> **Task statement**
Which lines in the records below hold the word "PartialEq"? Copy each of them.

> **Records from a collection**
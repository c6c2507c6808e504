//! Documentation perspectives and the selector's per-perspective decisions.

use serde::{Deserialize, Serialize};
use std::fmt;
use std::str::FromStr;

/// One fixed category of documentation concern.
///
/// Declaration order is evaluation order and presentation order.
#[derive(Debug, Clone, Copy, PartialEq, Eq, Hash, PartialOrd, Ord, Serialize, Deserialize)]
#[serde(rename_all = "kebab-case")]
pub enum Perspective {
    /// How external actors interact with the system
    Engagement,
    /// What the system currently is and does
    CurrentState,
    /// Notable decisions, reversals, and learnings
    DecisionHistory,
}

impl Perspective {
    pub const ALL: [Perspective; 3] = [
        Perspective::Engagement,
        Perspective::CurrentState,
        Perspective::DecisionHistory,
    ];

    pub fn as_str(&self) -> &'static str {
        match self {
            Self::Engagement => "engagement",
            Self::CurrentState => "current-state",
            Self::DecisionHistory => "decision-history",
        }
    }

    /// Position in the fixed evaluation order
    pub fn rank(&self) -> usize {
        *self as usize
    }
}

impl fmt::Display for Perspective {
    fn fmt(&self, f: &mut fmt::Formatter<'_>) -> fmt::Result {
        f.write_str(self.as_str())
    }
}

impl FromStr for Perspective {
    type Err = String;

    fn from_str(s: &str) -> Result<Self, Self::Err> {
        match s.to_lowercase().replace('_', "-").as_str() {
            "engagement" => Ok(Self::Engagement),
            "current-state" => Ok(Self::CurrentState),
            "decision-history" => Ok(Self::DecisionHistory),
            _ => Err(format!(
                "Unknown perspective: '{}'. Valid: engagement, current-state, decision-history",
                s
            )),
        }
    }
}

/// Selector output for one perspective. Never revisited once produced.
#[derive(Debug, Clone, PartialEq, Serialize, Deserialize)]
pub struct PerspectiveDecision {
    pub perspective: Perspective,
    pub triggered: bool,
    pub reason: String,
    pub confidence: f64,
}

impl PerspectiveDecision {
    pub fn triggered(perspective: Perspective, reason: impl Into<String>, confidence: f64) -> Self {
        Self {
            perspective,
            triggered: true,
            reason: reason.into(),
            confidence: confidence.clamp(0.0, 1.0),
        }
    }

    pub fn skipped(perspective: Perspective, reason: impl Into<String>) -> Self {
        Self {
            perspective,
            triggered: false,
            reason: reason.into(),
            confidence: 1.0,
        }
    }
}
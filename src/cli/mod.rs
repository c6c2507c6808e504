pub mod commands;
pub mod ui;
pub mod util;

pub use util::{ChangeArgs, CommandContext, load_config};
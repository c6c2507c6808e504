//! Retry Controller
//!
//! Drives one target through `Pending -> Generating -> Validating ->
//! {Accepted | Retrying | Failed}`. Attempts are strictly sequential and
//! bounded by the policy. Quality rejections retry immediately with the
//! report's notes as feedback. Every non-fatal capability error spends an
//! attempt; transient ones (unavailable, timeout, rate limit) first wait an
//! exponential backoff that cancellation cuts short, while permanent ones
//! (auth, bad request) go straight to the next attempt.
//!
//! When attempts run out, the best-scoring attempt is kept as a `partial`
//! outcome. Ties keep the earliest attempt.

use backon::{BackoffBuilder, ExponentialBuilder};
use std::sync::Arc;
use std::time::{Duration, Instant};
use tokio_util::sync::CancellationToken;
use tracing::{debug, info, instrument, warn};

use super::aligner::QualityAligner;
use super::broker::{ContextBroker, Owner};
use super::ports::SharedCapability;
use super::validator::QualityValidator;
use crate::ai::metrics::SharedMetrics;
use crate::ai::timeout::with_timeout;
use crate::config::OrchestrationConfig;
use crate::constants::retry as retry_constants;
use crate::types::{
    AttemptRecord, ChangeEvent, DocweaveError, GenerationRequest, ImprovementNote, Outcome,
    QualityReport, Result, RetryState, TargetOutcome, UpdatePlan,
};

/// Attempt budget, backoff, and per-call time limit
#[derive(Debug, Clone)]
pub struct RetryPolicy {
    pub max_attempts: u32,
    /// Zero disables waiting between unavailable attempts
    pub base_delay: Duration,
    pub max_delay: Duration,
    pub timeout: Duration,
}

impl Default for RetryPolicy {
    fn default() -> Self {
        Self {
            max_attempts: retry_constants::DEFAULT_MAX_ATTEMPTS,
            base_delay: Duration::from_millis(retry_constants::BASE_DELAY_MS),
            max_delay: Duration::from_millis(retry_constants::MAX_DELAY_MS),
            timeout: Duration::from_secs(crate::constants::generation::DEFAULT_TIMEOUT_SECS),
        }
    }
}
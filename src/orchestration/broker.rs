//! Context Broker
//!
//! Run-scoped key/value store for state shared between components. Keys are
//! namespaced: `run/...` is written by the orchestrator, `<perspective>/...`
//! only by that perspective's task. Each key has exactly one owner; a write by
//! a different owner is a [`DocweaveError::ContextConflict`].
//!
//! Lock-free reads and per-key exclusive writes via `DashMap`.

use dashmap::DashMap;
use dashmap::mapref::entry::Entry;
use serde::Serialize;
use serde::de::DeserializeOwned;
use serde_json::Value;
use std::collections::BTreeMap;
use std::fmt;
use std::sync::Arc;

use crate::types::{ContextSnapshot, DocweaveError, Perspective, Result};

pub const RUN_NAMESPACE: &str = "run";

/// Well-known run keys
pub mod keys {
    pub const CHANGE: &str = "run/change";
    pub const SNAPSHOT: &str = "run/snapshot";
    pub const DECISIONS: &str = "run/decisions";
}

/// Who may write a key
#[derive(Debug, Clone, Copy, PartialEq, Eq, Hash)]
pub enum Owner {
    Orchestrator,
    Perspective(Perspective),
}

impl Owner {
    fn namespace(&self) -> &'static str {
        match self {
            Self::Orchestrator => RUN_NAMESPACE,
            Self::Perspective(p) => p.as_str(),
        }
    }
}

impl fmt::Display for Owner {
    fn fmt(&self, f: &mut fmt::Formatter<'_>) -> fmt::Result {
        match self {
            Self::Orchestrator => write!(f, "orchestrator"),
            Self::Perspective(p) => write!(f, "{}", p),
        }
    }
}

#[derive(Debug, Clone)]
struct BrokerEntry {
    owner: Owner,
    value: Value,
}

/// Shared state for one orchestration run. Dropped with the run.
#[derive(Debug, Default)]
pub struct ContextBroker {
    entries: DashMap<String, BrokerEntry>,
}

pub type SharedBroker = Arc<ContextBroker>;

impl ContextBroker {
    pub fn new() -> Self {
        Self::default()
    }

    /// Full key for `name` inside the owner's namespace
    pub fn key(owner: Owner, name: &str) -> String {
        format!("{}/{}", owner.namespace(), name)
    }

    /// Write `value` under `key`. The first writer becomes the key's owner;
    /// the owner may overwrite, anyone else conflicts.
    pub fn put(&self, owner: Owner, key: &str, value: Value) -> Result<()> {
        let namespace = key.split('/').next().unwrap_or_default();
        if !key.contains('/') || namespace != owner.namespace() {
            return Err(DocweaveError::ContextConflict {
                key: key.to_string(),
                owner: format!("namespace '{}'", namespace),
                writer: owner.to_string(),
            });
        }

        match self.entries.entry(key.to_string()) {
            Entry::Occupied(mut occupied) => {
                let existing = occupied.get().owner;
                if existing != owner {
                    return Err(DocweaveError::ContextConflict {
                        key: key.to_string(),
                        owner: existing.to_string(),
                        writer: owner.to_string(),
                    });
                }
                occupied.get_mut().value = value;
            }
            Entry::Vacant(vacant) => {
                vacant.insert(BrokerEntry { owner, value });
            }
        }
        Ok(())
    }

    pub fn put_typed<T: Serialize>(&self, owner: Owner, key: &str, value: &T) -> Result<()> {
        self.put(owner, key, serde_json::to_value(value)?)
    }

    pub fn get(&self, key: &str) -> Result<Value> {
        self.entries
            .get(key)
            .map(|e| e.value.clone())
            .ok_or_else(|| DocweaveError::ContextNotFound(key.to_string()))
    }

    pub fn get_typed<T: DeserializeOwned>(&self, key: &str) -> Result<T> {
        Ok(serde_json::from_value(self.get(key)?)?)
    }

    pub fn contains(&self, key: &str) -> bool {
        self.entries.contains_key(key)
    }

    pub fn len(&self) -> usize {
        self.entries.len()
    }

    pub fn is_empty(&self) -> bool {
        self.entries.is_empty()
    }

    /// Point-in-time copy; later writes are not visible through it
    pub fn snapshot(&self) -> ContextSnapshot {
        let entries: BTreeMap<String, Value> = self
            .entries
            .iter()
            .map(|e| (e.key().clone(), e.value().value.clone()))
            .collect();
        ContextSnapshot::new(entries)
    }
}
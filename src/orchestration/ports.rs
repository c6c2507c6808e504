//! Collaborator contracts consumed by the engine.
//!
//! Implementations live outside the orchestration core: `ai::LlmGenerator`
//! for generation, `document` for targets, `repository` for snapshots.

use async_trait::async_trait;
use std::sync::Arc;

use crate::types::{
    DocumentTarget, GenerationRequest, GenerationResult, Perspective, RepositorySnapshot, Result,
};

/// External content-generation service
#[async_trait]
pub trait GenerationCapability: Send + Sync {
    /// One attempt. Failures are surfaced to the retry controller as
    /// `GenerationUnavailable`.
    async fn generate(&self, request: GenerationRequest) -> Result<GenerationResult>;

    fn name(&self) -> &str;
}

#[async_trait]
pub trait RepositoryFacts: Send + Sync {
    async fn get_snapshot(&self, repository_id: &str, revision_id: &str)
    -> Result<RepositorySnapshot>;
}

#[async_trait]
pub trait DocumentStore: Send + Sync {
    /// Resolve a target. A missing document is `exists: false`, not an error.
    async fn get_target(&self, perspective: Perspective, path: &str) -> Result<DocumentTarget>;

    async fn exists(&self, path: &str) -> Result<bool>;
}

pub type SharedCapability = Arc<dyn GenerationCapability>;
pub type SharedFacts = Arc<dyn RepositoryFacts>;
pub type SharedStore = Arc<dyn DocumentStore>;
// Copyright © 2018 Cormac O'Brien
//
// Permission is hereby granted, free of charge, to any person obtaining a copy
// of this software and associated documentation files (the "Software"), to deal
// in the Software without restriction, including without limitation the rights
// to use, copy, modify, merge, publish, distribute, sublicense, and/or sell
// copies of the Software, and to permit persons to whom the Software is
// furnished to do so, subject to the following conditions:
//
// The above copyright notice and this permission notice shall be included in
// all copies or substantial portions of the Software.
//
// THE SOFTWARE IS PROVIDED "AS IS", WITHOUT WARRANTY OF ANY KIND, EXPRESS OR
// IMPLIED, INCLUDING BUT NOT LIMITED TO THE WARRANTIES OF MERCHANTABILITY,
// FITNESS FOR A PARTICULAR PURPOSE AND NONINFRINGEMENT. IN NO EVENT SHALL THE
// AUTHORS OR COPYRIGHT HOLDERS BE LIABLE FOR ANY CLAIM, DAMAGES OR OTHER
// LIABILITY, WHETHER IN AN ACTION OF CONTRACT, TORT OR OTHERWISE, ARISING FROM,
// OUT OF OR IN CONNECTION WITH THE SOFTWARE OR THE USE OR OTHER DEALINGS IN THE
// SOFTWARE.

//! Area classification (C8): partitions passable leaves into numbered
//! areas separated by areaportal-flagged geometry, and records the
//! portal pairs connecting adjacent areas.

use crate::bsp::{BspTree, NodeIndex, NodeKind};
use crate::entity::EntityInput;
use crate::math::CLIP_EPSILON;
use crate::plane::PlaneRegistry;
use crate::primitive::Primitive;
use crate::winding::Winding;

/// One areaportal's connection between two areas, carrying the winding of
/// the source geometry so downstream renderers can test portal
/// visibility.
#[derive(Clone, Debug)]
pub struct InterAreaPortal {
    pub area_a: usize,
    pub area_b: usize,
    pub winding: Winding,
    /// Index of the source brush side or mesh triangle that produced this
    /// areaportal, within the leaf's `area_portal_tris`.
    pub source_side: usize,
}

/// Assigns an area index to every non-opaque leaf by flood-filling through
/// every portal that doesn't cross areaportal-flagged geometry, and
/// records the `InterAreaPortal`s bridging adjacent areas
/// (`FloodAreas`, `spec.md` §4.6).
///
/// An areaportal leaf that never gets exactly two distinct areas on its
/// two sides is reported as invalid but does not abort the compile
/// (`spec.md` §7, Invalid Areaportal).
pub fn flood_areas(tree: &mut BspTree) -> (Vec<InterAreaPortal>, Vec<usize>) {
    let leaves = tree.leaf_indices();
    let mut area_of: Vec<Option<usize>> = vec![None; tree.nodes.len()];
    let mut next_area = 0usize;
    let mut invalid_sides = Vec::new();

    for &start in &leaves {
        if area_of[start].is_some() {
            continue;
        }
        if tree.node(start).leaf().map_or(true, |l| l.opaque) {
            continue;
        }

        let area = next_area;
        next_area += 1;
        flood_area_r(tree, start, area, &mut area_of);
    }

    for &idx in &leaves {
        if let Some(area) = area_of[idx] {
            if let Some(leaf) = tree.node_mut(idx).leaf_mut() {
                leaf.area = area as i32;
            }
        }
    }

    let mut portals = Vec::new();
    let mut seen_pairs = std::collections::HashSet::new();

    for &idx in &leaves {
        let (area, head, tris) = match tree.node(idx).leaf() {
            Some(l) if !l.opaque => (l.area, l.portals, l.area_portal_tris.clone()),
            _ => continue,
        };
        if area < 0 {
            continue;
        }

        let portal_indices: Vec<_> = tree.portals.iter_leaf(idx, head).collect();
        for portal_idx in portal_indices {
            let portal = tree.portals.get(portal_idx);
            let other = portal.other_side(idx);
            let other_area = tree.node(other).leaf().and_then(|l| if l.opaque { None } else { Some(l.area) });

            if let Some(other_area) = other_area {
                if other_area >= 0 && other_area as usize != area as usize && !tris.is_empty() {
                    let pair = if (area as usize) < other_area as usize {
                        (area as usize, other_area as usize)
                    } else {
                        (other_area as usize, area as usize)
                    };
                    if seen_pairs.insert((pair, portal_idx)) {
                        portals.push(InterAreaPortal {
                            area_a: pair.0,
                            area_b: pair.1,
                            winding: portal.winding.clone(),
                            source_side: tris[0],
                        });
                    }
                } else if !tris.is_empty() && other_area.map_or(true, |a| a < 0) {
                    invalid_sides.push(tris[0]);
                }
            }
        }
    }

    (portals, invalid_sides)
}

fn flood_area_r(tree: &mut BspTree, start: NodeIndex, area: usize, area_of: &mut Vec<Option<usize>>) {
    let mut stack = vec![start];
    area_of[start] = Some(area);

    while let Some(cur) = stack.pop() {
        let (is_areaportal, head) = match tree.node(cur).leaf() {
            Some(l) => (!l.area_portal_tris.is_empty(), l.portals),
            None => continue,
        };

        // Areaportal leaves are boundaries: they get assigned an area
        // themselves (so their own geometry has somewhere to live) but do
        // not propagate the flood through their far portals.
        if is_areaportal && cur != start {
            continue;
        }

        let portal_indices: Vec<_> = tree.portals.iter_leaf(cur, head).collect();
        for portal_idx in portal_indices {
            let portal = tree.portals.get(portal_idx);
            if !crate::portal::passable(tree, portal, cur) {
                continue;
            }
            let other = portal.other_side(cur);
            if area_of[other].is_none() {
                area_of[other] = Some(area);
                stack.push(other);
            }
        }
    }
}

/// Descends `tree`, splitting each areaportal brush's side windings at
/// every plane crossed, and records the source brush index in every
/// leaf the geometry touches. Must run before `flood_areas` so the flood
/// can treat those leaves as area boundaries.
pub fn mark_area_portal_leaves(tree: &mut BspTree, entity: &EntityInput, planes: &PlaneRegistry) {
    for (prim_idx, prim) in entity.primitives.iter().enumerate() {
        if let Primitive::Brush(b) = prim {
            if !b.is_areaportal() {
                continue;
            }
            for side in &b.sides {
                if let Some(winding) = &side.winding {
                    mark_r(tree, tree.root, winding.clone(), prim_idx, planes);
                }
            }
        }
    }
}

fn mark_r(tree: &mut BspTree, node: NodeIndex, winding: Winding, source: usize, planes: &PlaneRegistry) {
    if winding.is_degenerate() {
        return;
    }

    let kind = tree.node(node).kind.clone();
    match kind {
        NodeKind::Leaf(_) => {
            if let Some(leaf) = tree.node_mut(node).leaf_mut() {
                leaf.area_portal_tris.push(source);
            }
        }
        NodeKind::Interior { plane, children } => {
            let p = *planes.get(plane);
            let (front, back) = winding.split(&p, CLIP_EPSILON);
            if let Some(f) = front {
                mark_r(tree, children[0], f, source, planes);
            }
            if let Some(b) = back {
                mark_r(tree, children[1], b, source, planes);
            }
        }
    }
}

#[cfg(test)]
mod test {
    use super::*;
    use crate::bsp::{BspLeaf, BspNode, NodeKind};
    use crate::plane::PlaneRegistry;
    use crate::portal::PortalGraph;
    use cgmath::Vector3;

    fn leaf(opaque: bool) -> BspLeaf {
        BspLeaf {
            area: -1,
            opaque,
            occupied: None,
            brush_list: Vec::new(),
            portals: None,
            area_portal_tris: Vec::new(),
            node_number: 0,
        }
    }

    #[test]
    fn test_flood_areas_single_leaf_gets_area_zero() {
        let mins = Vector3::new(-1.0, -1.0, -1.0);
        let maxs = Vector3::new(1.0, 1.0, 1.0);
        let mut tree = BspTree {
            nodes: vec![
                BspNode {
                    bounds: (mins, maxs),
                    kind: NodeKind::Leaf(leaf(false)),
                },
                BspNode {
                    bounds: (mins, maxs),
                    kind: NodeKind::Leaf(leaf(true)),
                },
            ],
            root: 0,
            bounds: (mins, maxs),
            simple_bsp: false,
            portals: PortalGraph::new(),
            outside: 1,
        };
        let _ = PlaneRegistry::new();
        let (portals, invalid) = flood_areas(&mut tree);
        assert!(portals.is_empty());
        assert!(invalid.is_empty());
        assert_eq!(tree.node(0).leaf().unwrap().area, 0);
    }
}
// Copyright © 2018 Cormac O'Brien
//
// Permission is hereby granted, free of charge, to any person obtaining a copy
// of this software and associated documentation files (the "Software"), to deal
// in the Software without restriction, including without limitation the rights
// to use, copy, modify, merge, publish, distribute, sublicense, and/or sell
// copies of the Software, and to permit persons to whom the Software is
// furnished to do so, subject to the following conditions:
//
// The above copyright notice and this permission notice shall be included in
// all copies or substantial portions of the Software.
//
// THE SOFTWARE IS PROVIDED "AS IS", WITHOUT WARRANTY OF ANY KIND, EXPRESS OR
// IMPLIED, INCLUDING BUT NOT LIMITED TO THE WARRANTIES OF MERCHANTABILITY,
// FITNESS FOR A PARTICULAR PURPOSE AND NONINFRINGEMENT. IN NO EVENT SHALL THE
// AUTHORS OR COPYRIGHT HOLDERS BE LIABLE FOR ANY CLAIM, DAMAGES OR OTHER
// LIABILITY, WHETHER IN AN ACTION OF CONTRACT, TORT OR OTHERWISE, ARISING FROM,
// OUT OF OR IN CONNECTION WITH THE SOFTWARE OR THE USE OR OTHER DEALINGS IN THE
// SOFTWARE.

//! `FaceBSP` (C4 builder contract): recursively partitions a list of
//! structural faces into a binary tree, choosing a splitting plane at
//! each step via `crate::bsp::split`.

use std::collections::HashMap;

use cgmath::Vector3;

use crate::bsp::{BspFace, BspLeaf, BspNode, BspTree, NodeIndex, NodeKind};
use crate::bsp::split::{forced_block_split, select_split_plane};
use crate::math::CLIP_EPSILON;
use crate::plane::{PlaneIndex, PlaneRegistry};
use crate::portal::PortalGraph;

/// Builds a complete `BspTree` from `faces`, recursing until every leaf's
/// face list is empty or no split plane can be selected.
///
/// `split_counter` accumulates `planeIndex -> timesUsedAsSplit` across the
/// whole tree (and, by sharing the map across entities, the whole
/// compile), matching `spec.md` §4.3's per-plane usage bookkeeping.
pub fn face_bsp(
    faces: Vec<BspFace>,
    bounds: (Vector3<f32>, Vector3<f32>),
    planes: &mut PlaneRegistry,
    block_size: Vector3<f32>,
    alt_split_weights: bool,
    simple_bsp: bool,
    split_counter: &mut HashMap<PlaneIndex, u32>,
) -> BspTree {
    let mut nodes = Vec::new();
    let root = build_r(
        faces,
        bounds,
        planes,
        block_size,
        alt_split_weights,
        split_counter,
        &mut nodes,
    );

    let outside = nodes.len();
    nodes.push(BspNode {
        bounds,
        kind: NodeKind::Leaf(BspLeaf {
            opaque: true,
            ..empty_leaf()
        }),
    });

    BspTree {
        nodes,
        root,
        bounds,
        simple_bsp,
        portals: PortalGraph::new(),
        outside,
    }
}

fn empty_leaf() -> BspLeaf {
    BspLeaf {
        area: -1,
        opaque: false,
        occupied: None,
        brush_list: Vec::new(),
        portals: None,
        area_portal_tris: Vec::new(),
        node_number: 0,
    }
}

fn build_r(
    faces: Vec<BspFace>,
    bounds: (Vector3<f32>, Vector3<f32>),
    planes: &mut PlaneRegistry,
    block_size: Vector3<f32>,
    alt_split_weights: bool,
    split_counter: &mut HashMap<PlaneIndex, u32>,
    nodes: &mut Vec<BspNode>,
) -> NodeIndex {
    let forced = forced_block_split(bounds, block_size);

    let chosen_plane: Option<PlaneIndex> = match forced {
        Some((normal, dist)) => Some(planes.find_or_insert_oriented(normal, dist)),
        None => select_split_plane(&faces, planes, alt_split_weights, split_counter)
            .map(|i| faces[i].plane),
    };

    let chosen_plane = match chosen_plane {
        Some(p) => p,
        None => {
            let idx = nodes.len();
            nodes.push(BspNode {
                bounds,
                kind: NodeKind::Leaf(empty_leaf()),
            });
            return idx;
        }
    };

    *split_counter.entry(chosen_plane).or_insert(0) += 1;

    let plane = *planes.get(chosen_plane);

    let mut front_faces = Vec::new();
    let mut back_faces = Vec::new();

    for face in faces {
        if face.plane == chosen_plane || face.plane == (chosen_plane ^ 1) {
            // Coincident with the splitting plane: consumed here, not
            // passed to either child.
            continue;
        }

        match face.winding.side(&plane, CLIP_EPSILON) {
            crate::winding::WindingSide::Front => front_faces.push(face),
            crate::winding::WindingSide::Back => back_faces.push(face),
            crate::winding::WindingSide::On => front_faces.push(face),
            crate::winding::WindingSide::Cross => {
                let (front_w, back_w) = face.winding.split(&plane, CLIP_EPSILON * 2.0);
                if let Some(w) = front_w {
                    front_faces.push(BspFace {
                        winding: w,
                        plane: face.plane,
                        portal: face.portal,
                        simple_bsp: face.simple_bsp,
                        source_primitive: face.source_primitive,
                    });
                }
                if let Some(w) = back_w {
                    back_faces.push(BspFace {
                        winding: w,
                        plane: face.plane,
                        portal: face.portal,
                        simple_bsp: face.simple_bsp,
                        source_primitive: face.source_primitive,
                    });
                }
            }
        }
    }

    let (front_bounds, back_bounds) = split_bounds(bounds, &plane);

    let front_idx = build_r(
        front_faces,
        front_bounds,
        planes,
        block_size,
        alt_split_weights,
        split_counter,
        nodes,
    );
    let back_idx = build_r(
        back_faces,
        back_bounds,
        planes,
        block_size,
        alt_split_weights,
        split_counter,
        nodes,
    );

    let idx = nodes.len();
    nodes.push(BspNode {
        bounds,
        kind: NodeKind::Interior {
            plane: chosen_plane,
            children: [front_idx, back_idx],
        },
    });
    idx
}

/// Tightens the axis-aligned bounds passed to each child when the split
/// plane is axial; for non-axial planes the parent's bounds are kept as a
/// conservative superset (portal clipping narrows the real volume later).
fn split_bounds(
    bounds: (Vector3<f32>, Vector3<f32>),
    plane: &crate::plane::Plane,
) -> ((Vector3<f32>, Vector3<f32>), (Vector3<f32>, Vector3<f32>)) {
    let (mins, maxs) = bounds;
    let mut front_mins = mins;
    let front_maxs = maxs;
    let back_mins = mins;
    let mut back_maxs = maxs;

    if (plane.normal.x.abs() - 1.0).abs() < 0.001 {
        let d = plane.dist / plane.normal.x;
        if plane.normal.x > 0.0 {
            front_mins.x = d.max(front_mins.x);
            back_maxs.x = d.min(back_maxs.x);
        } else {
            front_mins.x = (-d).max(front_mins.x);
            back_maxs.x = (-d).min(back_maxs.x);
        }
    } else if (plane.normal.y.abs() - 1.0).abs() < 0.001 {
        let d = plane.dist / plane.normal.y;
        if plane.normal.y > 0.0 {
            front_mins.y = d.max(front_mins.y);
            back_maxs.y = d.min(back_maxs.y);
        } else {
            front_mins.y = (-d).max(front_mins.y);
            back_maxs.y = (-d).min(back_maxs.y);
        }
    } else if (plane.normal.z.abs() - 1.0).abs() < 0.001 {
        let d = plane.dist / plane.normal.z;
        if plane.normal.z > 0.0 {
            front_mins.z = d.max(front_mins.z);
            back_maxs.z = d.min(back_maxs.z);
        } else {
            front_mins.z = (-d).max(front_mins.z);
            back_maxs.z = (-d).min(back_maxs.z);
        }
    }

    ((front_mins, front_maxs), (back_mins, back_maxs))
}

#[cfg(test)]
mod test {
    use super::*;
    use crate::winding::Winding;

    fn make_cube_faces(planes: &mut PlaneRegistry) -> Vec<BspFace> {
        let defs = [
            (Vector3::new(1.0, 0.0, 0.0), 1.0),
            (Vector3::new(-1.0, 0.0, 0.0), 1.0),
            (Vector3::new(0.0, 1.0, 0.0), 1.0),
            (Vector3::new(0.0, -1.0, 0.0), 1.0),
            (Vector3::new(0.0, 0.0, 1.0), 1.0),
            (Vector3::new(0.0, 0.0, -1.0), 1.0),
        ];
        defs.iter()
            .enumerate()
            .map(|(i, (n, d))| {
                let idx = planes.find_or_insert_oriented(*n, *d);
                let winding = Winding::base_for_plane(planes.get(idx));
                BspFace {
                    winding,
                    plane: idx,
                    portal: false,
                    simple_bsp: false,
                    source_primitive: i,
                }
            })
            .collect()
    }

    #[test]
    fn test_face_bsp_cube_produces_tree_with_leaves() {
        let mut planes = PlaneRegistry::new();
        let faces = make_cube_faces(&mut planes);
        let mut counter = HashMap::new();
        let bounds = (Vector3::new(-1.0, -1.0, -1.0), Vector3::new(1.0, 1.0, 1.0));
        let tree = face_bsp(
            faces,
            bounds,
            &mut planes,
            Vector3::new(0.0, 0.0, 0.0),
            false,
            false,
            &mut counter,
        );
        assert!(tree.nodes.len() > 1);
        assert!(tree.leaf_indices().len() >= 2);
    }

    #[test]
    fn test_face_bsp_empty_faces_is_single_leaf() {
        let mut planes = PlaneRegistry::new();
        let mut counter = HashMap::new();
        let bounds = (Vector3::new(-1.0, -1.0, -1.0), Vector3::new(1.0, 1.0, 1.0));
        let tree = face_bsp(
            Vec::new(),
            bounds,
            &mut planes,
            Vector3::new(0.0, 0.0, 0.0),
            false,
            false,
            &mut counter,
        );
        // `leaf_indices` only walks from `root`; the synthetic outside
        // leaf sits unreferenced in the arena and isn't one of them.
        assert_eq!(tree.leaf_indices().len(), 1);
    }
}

> **Your solution**
#[derive(Debug, Clone, Copy, PartialEq, Eq, Hash, PartialOrd, Ord, Serialize, Deserialize)]
#[derive(Debug, Clone, PartialEq, Serialize, Deserialize)]
#[derive(Debug, Clone, Copy, PartialEq, Eq, Hash)]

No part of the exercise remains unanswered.